Arkansas Governor Asa Hutchinson on Monday said the state is not backing off on testing for COVID-19 despite a statement by President Donald Trump during a campaign rally Saturday. Trump said more testing resulted in higher numbers of the virus and said less testing should occur. He later said that statement was in jest.

During his daily COVID-19 update, Hutchinson said additional testing is a way to deal with the spread of the virus. He also said he had spoken to Vice-President Pence who emphasized that the national policy is to increase testing.

Regarding the spread of COVID-19, on Sunday there were 15,561 cases reported with an additional 522 over the past 24 hours for a new total of 16,083. Of those, 5,065 are considered active cases.

Currently, 237 people are hospitalized and there have been 184 deaths,

Washington County in Northwest Arkansas had the highest number of cases in the state with 124, followed by Benton County and Hot Spring County.

State Health Officer Dr. Nate Smith said most of the 85 new cases in Hot Spring County were reported at the Ouachita River Correctional facility at Malvern where more than 188 inmates have tested positive. He said that about 800 inmates at that facility have been tested so far and testing is continuing.

The subject of a directive mandating the wearing of a mask when social distancing is not possible came up and Smith said the question of wearing a mask verses requiring them to wear one depends on what portion of people would use them properly in certain situations.

The Governor and CEO’s of several Central Arkansas Hospitals also talked about hospital bed capacity as additional cases of COVID-19 are reported. Hutchinson said there are 8,917 hospital beds in the state and currently, 71 percent of them are occupied, a majority of those for illnesses other than COVID-19.
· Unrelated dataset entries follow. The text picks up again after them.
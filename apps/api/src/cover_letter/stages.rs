//! The six cover letter stages, in execution order.
//!
//! input_collection → job_analysis → resume_matching → tone_styling → drafting → editing
//!
//! Each builder pulls exactly the inputs and earlier outputs it needs from the
//! context; nothing is shared between stages implicitly.

use crate::cover_letter::prompts::{
    DRAFTING_TEMPLATE, EDITING_TEMPLATE, INPUT_COLLECTION_TEMPLATE, JOB_ANALYSIS_TEMPLATE,
    RESUME_MATCHING_TEMPLATE, TONE_STYLING_TEMPLATE,
};
use crate::cover_letter::tone::{get_tone_guide, Tone};
use crate::pipeline::prompts::fill_template;
use crate::pipeline::{ContextError, PipelineContext, RoleDescription, StageSpec};

// Initial input keys.
pub const RESUME: &str = "resume";
pub const JOB_DESCRIPTION: &str = "job_description";
pub const TONE: &str = "tone";

// Stage names, also the keys of their outputs.
pub const INPUT_COLLECTION: &str = "input_collection";
pub const JOB_ANALYSIS: &str = "job_analysis";
pub const RESUME_MATCHING: &str = "resume_matching";
pub const TONE_STYLING: &str = "tone_styling";
pub const DRAFTING: &str = "drafting";
pub const EDITING: &str = "editing";

/// Initial context for one cover letter run.
pub fn initial_context(resume: &str, job_description: &str, tone: Tone) -> PipelineContext {
    PipelineContext::new()
        .with_input(RESUME, resume)
        .with_input(JOB_DESCRIPTION, job_description)
        .with_input(TONE, tone.as_str())
}

pub fn cover_letter_stages() -> Vec<StageSpec> {
    vec![
        StageSpec::new(
            INPUT_COLLECTION,
            RoleDescription::new(
                "Input Collector",
                "Gather resume, job description, and tone preference.",
                "You ensure user input is correctly received and passed on.",
            ),
            "A dictionary of inputs.",
            |ctx| {
                Ok(fill_template(
                    INPUT_COLLECTION_TEMPLATE,
                    &[
                        ("resume", ctx.input(RESUME)?),
                        ("job_description", ctx.input(JOB_DESCRIPTION)?),
                        ("tone", ctx.input(TONE)?),
                    ],
                ))
            },
        ),
        StageSpec::new(
            JOB_ANALYSIS,
            RoleDescription::new(
                "Job Description Analyst",
                "Extract key responsibilities, skills, and values from the job description.",
                "You break down job descriptions into actionable items.",
            ),
            "List of job priorities.",
            |ctx| {
                Ok(fill_template(
                    JOB_ANALYSIS_TEMPLATE,
                    &[("job_description", ctx.input(JOB_DESCRIPTION)?)],
                ))
            },
        ),
        StageSpec::new(
            RESUME_MATCHING,
            RoleDescription::new(
                "Resume Matcher",
                "Identify and rank experiences relevant to the job description.",
                "You extract matching content from resumes.",
            ),
            "Ranked list of experiences.",
            |ctx| {
                Ok(fill_template(
                    RESUME_MATCHING_TEMPLATE,
                    &[
                        ("resume", ctx.input(RESUME)?),
                        ("job_analysis", ctx.output(JOB_ANALYSIS)?),
                    ],
                ))
            },
        ),
        StageSpec::new(
            TONE_STYLING,
            RoleDescription::new(
                "Tone Stylist",
                "Create a tone and writing style guide.",
                "You tailor the letter's tone to user and company needs.",
            ),
            "Tone guide.",
            build_tone_styling,
        ),
        StageSpec::new(
            DRAFTING,
            RoleDescription::new(
                "Letter Drafter",
                "Write a compelling cover letter based on all inputs.",
                "You are an expert professional writer.",
            ),
            "Initial draft.",
            |ctx| {
                Ok(fill_template(
                    DRAFTING_TEMPLATE,
                    &[
                        ("collected_inputs", ctx.output(INPUT_COLLECTION)?),
                        ("job_analysis", ctx.output(JOB_ANALYSIS)?),
                        ("resume_matches", ctx.output(RESUME_MATCHING)?),
                        ("style_guide", ctx.output(TONE_STYLING)?),
                    ],
                ))
            },
        ),
        StageSpec::new(
            EDITING,
            RoleDescription::new(
                "Editor",
                "Polish the draft for professionalism and clarity.",
                "You ensure the final draft is perfect.",
            ),
            "Final letter.",
            |ctx| {
                Ok(fill_template(
                    EDITING_TEMPLATE,
                    &[
                        ("draft", ctx.output(DRAFTING)?),
                        ("style_guide", ctx.output(TONE_STYLING)?),
                    ],
                ))
            },
        ),
    ]
}

fn build_tone_styling(ctx: &PipelineContext) -> Result<String, ContextError> {
    let tone_tag = ctx.input(TONE)?;
    // Tags outside the four known tones still get a guide, just without baseline phrasing.
    let tone_guide = tone_tag
        .parse::<Tone>()
        .map(|tone| get_tone_guide(tone).render())
        .unwrap_or_else(|_| format!("Register: {tone_tag}"));

    Ok(fill_template(
        TONE_STYLING_TEMPLATE,
        &[
            ("tone", tone_tag),
            ("tone_guide", tone_guide.as_str()),
            ("job_analysis", ctx.output(JOB_ANALYSIS)?),
        ],
    ))
}
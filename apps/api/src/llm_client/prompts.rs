// System prompt shared by every pipeline stage.
// Stage-specific framing (role, goal, task) travels in the user message.

pub const STAGE_SYSTEM: &str = "You are one member of a small team that writes job \
    application cover letters. Play the role described in the message exactly. \
    Use only facts present in the material you are given; never invent employers, \
    dates, titles, or metrics. \
    Respond in plain text. Do NOT use markdown code fences. \
    Do NOT include explanations, apologies, or commentary about the task.";
use std::fmt;
use std::sync::Arc;

use crate::pipeline::context::{ContextError, PipelineContext};
use crate::pipeline::prompts::{fill_template, STAGE_PROMPT_TEMPLATE};

type InputBuilder = Arc<dyn Fn(&PipelineContext) -> Result<String, ContextError> + Send + Sync>;

/// Who the generator should act as for one stage.
#[derive(Debug, Clone, PartialEq, Eq)]
pub struct RoleDescription {
    pub role: String,
    pub goal: String,
    pub backstory: String,
}

impl RoleDescription {
    pub fn new(
        role: impl Into<String>,
        goal: impl Into<String>,
        backstory: impl Into<String>,
    ) -> Self {
        Self {
            role: role.into(),
            goal: goal.into(),
            backstory: backstory.into(),
        }
    }
}

/// One named pipeline stage. Immutable after construction and cheap to clone.
///
/// The input builder turns the current context into the stage's task text. It may
/// read the initial inputs and the outputs of earlier stages only; anything else
/// is absent from the context when the builder runs.
#[derive(Clone)]
pub struct StageSpec {
    name: String,
    role: RoleDescription,
    expected_output: String,
    input_builder: InputBuilder,
}

impl StageSpec {
    pub fn new<F>(
        name: impl Into<String>,
        role: RoleDescription,
        expected_output: impl Into<String>,
        input_builder: F,
    ) -> Self
    where
        F: Fn(&PipelineContext) -> Result<String, ContextError> + Send + Sync + 'static,
    {
        Self {
            name: name.into(),
            role,
            expected_output: expected_output.into(),
            input_builder: Arc::new(input_builder),
        }
    }

    pub fn name(&self) -> &str {
        &self.name
    }

    pub fn role(&self) -> &RoleDescription {
        &self.role
    }

    pub fn expected_output(&self) -> &str {
        &self.expected_output
    }

    /// Full prompt for this stage: role framing around the builder's task text.
    pub fn build_prompt(&self, context: &PipelineContext) -> Result<String, ContextError> {
        let task = (self.input_builder)(context)?;
        Ok(fill_template(
            STAGE_PROMPT_TEMPLATE,
            &[
                ("role", self.role.role.as_str()),
                ("goal", self.role.goal.as_str()),
                ("backstory", self.role.backstory.as_str()),
                ("task", task.as_str()),
                ("expected_output", self.expected_output.as_str()),
            ],
        ))
    }
}

impl fmt::Debug for StageSpec {
    fn fmt(&self, f: &mut fmt::Formatter<'_>) -> fmt::Result {
        f.debug_struct("StageSpec")
            .field("name", &self.name)
            .field("role", &self.role)
            .field("expected_output", &self.expected_output)
            .finish_non_exhaustive()
    }
}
Troy Wells, the CEO of Baptist Health in Little Rock said COVID patients “haven’t created a critical care patient load” and the CEO OF St. Vincent’s in Little Rock said COVID-19 patients account for five-percent of his hospital’s patients.

Cam Patterson, the Chancellor of UAMS said hospitals within the state are close enough that should the load at any one of them, particularly in Northwest Arkansas where the largest number of new cases are reported, those patients can be transferred to other hospitals in central Arkansas. At the same time, if additional healthcare providers are needed at those hospitals, they can contact UAMS “and we will make it happen.”